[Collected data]
■ ■ ■ ■ ■

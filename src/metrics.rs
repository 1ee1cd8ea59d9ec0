//! Runtime metrics
//!
//! Thin wrappers around the `metrics` macros so every component records
//! the same metric names and labels.
//!
//! # Metrics
//!
//! - `turns_total{surface,outcome}`: Counter of finished turns
//! - `turn_duration_seconds{outcome}`: Histogram of turn latency
//! - `turns_active`: Gauge of turns in flight
//! - `backend_attempts_total{backend,outcome}`: Counter of backend calls
//! - `backend_fallbacks_total{from}`: Counter of fallbacks past a backend
//! - `capability_invocations_total{capability,outcome}`: Counter of dispatches
//! - `transport_reconnects_total{surface}`: Counter of reconnect attempts
//! - `transport_dropped_replies_total{surface}`: Counter of dropped replies

use metrics::{decrement_gauge, histogram, increment_counter, increment_gauge};
use std::cell::Cell;
use std::time::{Duration, Instant};

/// Metrics for one agent turn
///
/// Increments the active gauge on creation and records completion exactly
/// once, either explicitly or on drop.
#[derive(Debug)]
pub struct TurnMetrics {
    surface: String,
    start: Instant,
    recorded: Cell<bool>,
}

impl TurnMetrics {
    /// Start tracking a turn on `surface`
    pub fn start(surface: &str) -> Self {
        increment_gauge!("turns_active", 1.0);
        Self {
            surface: surface.to_string(),
            start: Instant::now(),
            recorded: Cell::new(false),
        }
    }

    /// Record completion with `outcome` ("ok", "failed", "ignored", ...)
    pub fn finish(&self, outcome: &str) {
        if self.recorded.replace(true) {
            return;
        }
        histogram!(
            "turn_duration_seconds",
            self.start.elapsed().as_secs_f64(),
            "outcome" => outcome.to_string()
        );
        increment_counter!(
            "turns_total",
            "surface" => self.surface.clone(),
            "outcome" => outcome.to_string()
        );
        decrement_gauge!("turns_active", 1.0);
    }

    /// Time since the turn started
    pub fn elapsed(&self) -> Duration {
        self.start.elapsed()
    }
}

impl Drop for TurnMetrics {
    fn drop(&mut self) {
        if !self.recorded.get() {
            self.finish("cancelled");
        }
    }
}

/// Record one backend call
pub fn record_backend_attempt(backend: &str, outcome: &str) {
    increment_counter!(
        "backend_attempts_total",
        "backend" => backend.to_string(),
        "outcome" => outcome.to_string()
    );
}

/// Record moving past `from` to the next backend in the chain
pub fn record_fallback(from: &str) {
    increment_counter!("backend_fallbacks_total", "from" => from.to_string());
}

/// Record one capability dispatch
pub fn record_capability(capability: &str, outcome: &str) {
    increment_counter!(
        "capability_invocations_total",
        "capability" => capability.to_string(),
        "outcome" => outcome.to_string()
    );
}

/// Record a reconnect attempt on `surface`
pub fn record_reconnect(surface: &str) {
    increment_counter!("transport_reconnects_total", "surface" => surface.to_string());
}

/// Record a queued reply dropped on `surface`
pub fn record_dropped_reply(surface: &str) {
    increment_counter!("transport_dropped_replies_total", "surface" => surface.to_string());
}

/// Record a reply given up on after repeated send rejections on `surface`
pub fn record_undeliverable_reply(surface: &str) {
    increment_counter!("transport_undeliverable_replies_total", "surface" => surface.to_string());
}

/// Initializes the metrics exporter for Prometheus
///
/// Only has an effect when compiled with the `prometheus` feature and a
/// listen address is configured; otherwise the metrics macros are no-ops.
pub fn init_metrics_exporter(listen: Option<&str>) {
    #[cfg(feature = "prometheus")]
    {
        use metrics_exporter_prometheus::PrometheusBuilder;
        if let Some(addr) = listen {
            match addr.parse::<std::net::SocketAddr>() {
                Ok(addr) => {
                    let _ = PrometheusBuilder::new()
                        .with_http_listener(addr)
                        .install()
                        .map_err(|e| {
                            tracing::warn!("Failed to install Prometheus exporter: {}", e);
                        });
                }
                Err(e) => tracing::warn!("Invalid metrics listen address {}: {}", addr, e),
            }
        }
    }
    #[cfg(not(feature = "prometheus"))]
    {
        if listen.is_some() {
            tracing::warn!("metrics.listen is set but the prometheus feature is not enabled");
        }
    }
}
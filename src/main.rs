//! Pocketclaw - embedded personal assistant runtime
//!
#![doc = "Main entry point for the Pocketclaw runtime."]

use anyhow::{Context, Result};
use colored::Colorize;

use pocketclaw::cli::{Cli, Commands};
use pocketclaw::commands;
use pocketclaw::config::Config;
use pocketclaw::error::PocketclawError;
use pocketclaw::logging::init_logging;
use pocketclaw::metrics::init_metrics_exporter;

fn main() {
    let cli = Cli::parse_args();

    if let Err(e) = start(cli) {
        eprintln!("{} {:#}", "error:".red().bold(), e);
        let code = match e.downcast_ref::<PocketclawError>() {
            Some(PocketclawError::Config(_)) => 1,
            _ => 2,
        };
        std::process::exit(code);
    }
}

/// Load configuration, then size the executor from it before any async work
fn start(cli: Cli) -> Result<()> {
    let config_path = cli.config_path();
    let config = Config::load(&config_path, &cli)?;
    config.validate()?;

    let runtime = config
        .runtime
        .build()
        .context("Failed to start the async runtime")?;
    runtime.block_on(run(cli, config, config_path))
}

async fn run(cli: Cli, config: Config, config_path: String) -> Result<()> {
    init_logging(&config.logging)?;
    init_metrics_exporter(config.metrics.listen.as_deref());
    tracing::debug!(
        worker_threads = config.runtime.worker_threads,
        max_blocking_threads = config.runtime.max_blocking_threads,
        "Runtime started"
    );

    match cli.command.unwrap_or(Commands::Run) {
        Commands::Run => commands::run::run_service(config).await,
        Commands::Chat => commands::chat::run_chat(config).await,
        Commands::Ask { prompt, stream } => commands::ask::run_ask(config, prompt, stream).await,
        Commands::Sessions { command } => {
            commands::sessions::handle_sessions(&config, command).await
        }
        Commands::Config { command } => {
            commands::config_cmd::handle_config(&config, &config_path, command)
        }
    }
}
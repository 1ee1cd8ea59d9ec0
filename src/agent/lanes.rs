//! Per-session lanes
//!
//! Events for the same session are processed strictly in arrival order by
//! one worker task per session key; distinct sessions run concurrently,
//! bounded by a global permit count. Idle workers exit on their own and are
//! re-spawned by the next event for that key.

use std::collections::HashMap;
use std::panic::AssertUnwindSafe;
use std::sync::{Arc, Mutex};
use std::time::Duration;

use futures::FutureExt;
use tokio::sync::{mpsc, Semaphore};
use tokio_util::sync::CancellationToken;
use tokio_util::task::TaskTracker;

use crate::agent::core::AgentLoop;
use crate::session::SessionKey;
use crate::transport::CanonicalEvent;

/// Events that may wait in one session's lane
pub const LANE_QUEUE_DEPTH: usize = 32;

/// How long an idle lane worker lingers before exiting
pub const LANE_IDLE_TIMEOUT: Duration = Duration::from_secs(60);

type Lanes = Arc<Mutex<HashMap<SessionKey, mpsc::Sender<CanonicalEvent>>>>;

/// Serializes turns per session and bounds total concurrency
pub struct LaneSet {
    agent: Arc<AgentLoop>,
    lanes: Lanes,
    permits: Arc<Semaphore>,
    tracker: TaskTracker,
    stop: CancellationToken,
    abort: CancellationToken,
    idle_timeout: Duration,
}

impl LaneSet {
    /// Create a lane set running at most `max_concurrent_turns` turns at once
    pub fn new(agent: Arc<AgentLoop>, max_concurrent_turns: usize) -> Self {
        Self {
            agent,
            lanes: Arc::new(Mutex::new(HashMap::new())),
            permits: Arc::new(Semaphore::new(max_concurrent_turns.max(1))),
            tracker: TaskTracker::new(),
            stop: CancellationToken::new(),
            abort: CancellationToken::new(),
            idle_timeout: LANE_IDLE_TIMEOUT,
        }
    }

    /// Override the idle timeout
    pub fn with_idle_timeout(mut self, idle_timeout: Duration) -> Self {
        self.idle_timeout = idle_timeout;
        self
    }

    /// Queue `event` on its session lane
    ///
    /// Returns false when the lane is full or the set is shutting down; the
    /// event is dropped in that case. A sender whose lane is full is told
    /// to try again.
    pub fn submit(&self, event: CanonicalEvent) -> bool {
        if self.stop.is_cancelled() {
            tracing::debug!(surface = %event.surface_id, "Lanes stopped, dropping event");
            return false;
        }
        let key = SessionKey::new(&event.surface_id, &event.user_id);

        let Ok(mut lanes) = self.lanes.lock() else {
            tracing::error!("Lane table lock poisoned");
            return false;
        };

        let mut event = event;
        if let Some(tx) = lanes.get(&key) {
            match tx.try_send(event) {
                Ok(()) => return true,
                Err(mpsc::error::TrySendError::Full(rejected)) => {
                    drop(lanes);
                    tracing::warn!(
                        surface = %key.surface_id,
                        user_id = %key.user_id,
                        "Session lane full, dropping event"
                    );
                    self.agent.reply_busy(&rejected);
                    return false;
                }
                Err(mpsc::error::TrySendError::Closed(returned)) => {
                    // Worker exited between its idle check and removal
                    event = returned;
                    lanes.remove(&key);
                }
            }
        }

        let (tx, rx) = mpsc::channel(LANE_QUEUE_DEPTH);
        if tx.try_send(event).is_err() {
            return false;
        }
        lanes.insert(key.clone(), tx);
        drop(lanes);

        self.tracker.spawn(run_lane(LaneWorker {
            key,
            rx,
            agent: Arc::clone(&self.agent),
            lanes: Arc::clone(&self.lanes),
            permits: Arc::clone(&self.permits),
            stop: self.stop.clone(),
            abort: self.abort.clone(),
            idle_timeout: self.idle_timeout,
        }));
        true
    }

    /// Number of live lanes
    pub fn active_lanes(&self) -> usize {
        self.lanes.lock().map(|lanes| lanes.len()).unwrap_or(0)
    }

    /// Stop accepting events and wait for in-flight turns
    ///
    /// Turns still running after `grace` are aborted.
    pub async fn shutdown(&self, grace: Duration) {
        self.stop.cancel();
        if let Ok(mut lanes) = self.lanes.lock() {
            lanes.clear();
        }
        self.tracker.close();

        if tokio::time::timeout(grace, self.tracker.wait()).await.is_err() {
            tracing::warn!(
                remaining = self.tracker.len(),
                "Turns still running after grace period, aborting"
            );
            self.abort.cancel();
            self.tracker.wait().await;
        }
        tracing::debug!("All session lanes stopped");
    }
}

struct LaneWorker {
    key: SessionKey,
    rx: mpsc::Receiver<CanonicalEvent>,
    agent: Arc<AgentLoop>,
    lanes: Lanes,
    permits: Arc<Semaphore>,
    stop: CancellationToken,
    abort: CancellationToken,
    idle_timeout: Duration,
}

async fn run_lane(mut worker: LaneWorker) {
    loop {
        let event = tokio::select! {
            biased;
            _ = worker.stop.cancelled() => break,
            event = worker.rx.recv() => match event {
                Some(event) => event,
                None => break,
            },
            _ = tokio::time::sleep(worker.idle_timeout) => {
                match worker.retire() {
                    Some(event) => event,
                    None => break,
                }
            }
        };

        let permit = tokio::select! {
            biased;
            _ = worker.abort.cancelled() => break,
            permit = Arc::clone(&worker.permits).acquire_owned() => match permit {
                Ok(permit) => permit,
                Err(_) => break,
            },
        };

        let turn = AssertUnwindSafe(worker.agent.process(event.clone())).catch_unwind();
        tokio::select! {
            biased;
            _ = worker.abort.cancelled() => {
                tracing::warn!(
                    surface = %worker.key.surface_id,
                    user_id = %worker.key.user_id,
                    "Turn aborted during shutdown"
                );
                break;
            }
            result = turn => {
                if result.is_err() {
                    tracing::error!(
                        surface = %worker.key.surface_id,
                        user_id = %worker.key.user_id,
                        "Turn panicked"
                    );
                    worker.agent.reply_internal_error(&event);
                }
            }
        }
        drop(permit);
    }
    tracing::trace!(surface = %worker.key.surface_id, user_id = %worker.key.user_id, "Lane exited");
}

impl LaneWorker {
    /// Remove this lane from the table unless an event raced in
    fn retire(&mut self) -> Option<CanonicalEvent> {
        let Ok(mut lanes) = self.lanes.lock() else {
            return None;
        };
        match self.rx.try_recv() {
            Ok(event) => Some(event),
            Err(_) => {
                lanes.remove(&self.key);
                None
            }
        }
    }
}
//! Deterministic simulation module
//!
//! All gameplay logic lives here. This module must be pure and deterministic:
//! - Fixed timestep only
//! - Seeded round RNG only
//! - Stable iteration order (insertion order of every entity list)
//! - No rendering, audio, or network dependencies; side effects are queued as events

pub mod aim;
pub mod collision;
pub mod entities;
pub mod projection;
pub mod spawner;
pub mod state;
pub mod tick;

pub use aim::{Sight, bullet_from_release, hold_position, sight, touches_fish};
pub use collision::{Hit, resolve_hits, spheres_overlap};
pub use entities::{Bullet, Enemy, EnemyKind, Fish, GainEffect, Leaf, SplashEffect};
pub use projection::{anchor_on_screen, to_camera, to_screen};
pub use spawner::{SPAWN_RULES, SpawnRule, layout_leaves, spawn_enemies};
pub use state::{GameEvent, GameMode, GameState, SeedPolicy};
pub use tick::{TickInput, tick};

■ ■ ■ ■ ■

_Try it_.
Check each line above for "warn" and return the ones that have it.

_Answer to the problem_.
                            tracing::warn!("Failed to install Prometheus exporter: {}", e);
                Err(e) => tracing::warn!("Invalid metrics listen address {}: {}", addr, e),
            tracing::warn!("metrics.listen is set but the prometheus feature is not enabled");
                    tracing::warn!(
            tracing::warn!(
                tracing::warn!(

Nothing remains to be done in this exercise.